What goes better with some late-summer sunshine than an ice-cold margarita? A shirtless pool-boy who resembles a young Tom Hardy serving you said marg, sure. The answer I was actually looking for, however, was some sweet, soulful sax. (Again, NAWT a typo, nymphos. Get your minds out of the gutter.)
Even though summer is coming to a close, it doesn't mean that you still can't rage like's it's the Fourth of July, people! And nothing SCREAMS summer-dance-party more than the combination of some smooth saxophone and some tropical-laced synth.
Check out my ~saxy~ suggestions for your next pool party playlist below or forever be on my sh*t-list, right above people who take their corn off the cob to eat it and right under Kevin James. (And, let's be honest, I don't think "right under Kevin James" is a place anyone wants to be...)
TWO FRIENDS & INTSTRUM- TRAP KING (FETTY WAP FEAT. ADRIANA GOMEZ)
Fudging DUH I'm posting this!! Fetty Wap's "Trap Queen" is like the 3rd most-addicting meth-related craze EVER, trailing right behind "Breaking Bad" and, well, meth. Trust me when I say that this rework is just as intoxicating as the original. With the production styles of Two Friends and INSTRUM fusing together seamlessly, this tune has me grooving like Kenny G before the hip replacement surgery.
Side note: I also really support the feminist stance this song is taking. It is widely-speculated that in the original version, Fetty Wap takes the roll of the drug-kingpin with his "Trap Queen" supporting his work and looking hot in her apple bottom jeans and boots with the fur (or whatever Trap Queens wear). But LADIES! This isn't 1940 anymore! We don't need a man to make our crystal meth for us! We are strong, independent females. We are capable of building a drug empire by ourselves, with our Trap Kings merely lying around while we conduct our important biz. Women's equality shouldn't just be something we strive for in the legal and business sectors. Feminism is for everyone so I say more woman drug-lords and pimps PRONTO, who's with me?!
SANDRA LYNG- PLAY MY DRUM
First off, I have to give a gracious "Thank You" to the "Swedish Top 50" section of Spotify for introducing me to this track. Of course, the 27 percent of me that is a Pitchfork-level music snob hates this song. On the other hand, the 4 percent of me that is European-club-rat hears it and wants to immediately take tequila shots until I'm drunk and delusional enough to think that heels are the move for the night.

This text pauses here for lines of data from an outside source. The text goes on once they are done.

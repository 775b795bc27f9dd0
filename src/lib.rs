//! rounded_qr - QR codes as smooth vector outlines
//!
//! A pure Rust QR code generator that encodes arbitrary data into a
//! standards-correct symbol and emits it as a rounded-corner vector path
//! instead of a grid of sharp squares. Adjacent dark modules merge into
//! compound shapes whose outlines are streamed through a small
//! move/line/arc/close protocol, ready to feed any 2D drawing surface.
//!
//! ```
//! use rounded_qr::{Builder, DisplayList, ECLevel, Size};
//!
//! let mut builder = Builder::text("https://example.com")
//!     .error_correction_level(ECLevel::Q)
//!     .size(Size::new(200.0, 200.0));
//! let mut path = DisplayList::new();
//! builder.build_with_sink(&mut path).unwrap();
//! assert!(!path.is_empty());
//! ```

#![warn(missing_docs)]
#![allow(clippy::missing_docs_in_private_items)]

/// Builder facade that owns the input and caches grid and path
pub mod builder;
/// Symbol encoding (segments, error correction, matrix assembly, masking)
pub mod encoder;
/// Core data structures (BitMatrix, Point, Size, Version, ECLevel)
pub mod models;
/// Path synthesis (region merging, rounded outlines, sink protocol)
pub mod path;

mod error;

#[cfg(feature = "ffi")]
pub mod ffi;

pub use builder::Builder;
pub use encoder::EncodedSymbol;
pub use error::Error;
pub use models::{BitMatrix, ECLevel, MaskPattern, Point, Size, Version};
pub use path::{DisplayList, PathCommand, PathSink, SvgPathSink};

/// Encode text and record its rounded outline scaled into the given box.
///
/// # Arguments
/// * `text` - Input text; the narrowest encoding mode is chosen per its
///   character classes
/// * `ec_level` - Error correction level
/// * `size` - Target bounding box
///
/// # Returns
/// The recorded path command sequence
pub fn trace_text(text: &str, ec_level: ECLevel, size: Size) -> Result<DisplayList, Error> {
    let mut builder = Builder::text(text)
        .error_correction_level(ec_level)
        .size(size);
    let mut list = DisplayList::new();
    builder.build_with_sink(&mut list)?;
    Ok(list)
}

/// Encode arbitrary bytes and record their rounded outline.
///
/// Byte mode is used regardless of content; see [`trace_text`] for the
/// mode-scanning variant.
pub fn trace_bytes(data: &[u8], ec_level: ECLevel, size: Size) -> Result<DisplayList, Error> {
    let mut builder = Builder::binary(data)
        .error_correction_level(ec_level)
        .size(size);
    let mut list = DisplayList::new();
    builder.build_with_sink(&mut list)?;
    Ok(list)
}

Don't let the lame, over-sexualized album art for this track dissuade you from pressing play. Although the cover looks like Sandra Lyng's cheesy promo photos for her fictitious stint on "Bachelor in Paradise," but this song has everything you crave. The sax. The synth. Even the strumming guitar in the beginning. Everything works in a sort of formulaic housey-pop kind of way. If you ask me in public I will deny ever saying this but, secretly, that type of cliche, sugary-pop is my absolute favorite genre of music. And that's why the Swedish Top 50 friggin' ROCKS, alcohol lovers of America. Just one electric dance jam after another.
BIG DATA- THE BUSINESS OF EMOTION (VICEROY REMIX)
I feel like everything Viceroy touches turns to palm trees and conch shells. Like a Caribbean King Midas. Homeboy captures the summer sound so effortlessly that he's even crowned himself the "Sultan of Summer." This is a title I'm pretty sure belongs either to Seth Cohen or the Turkish sovereign who throws the sickest pool parties, but whatever, I'll allow it.
Fun fact about this jam: it is actually the result of Viceroy and Big Data teaming up with Taco Bell of all things. Does this mean that Taco Bell is the thing making Big Data "feel good" in the song? I don't really know, but, if so, I kind of get it—people go freaking NUTS for the Mexican McDonald's. Seriously, I'm pretty sure Baja Blast has had consistently higher approval ratings than Obama has had his entire presidency. That's not even meant to start a politics-related-sh*tstorm in the comments section, I swear! Getting joy from starting political arguments, for me, is like the gym. I just don't go there.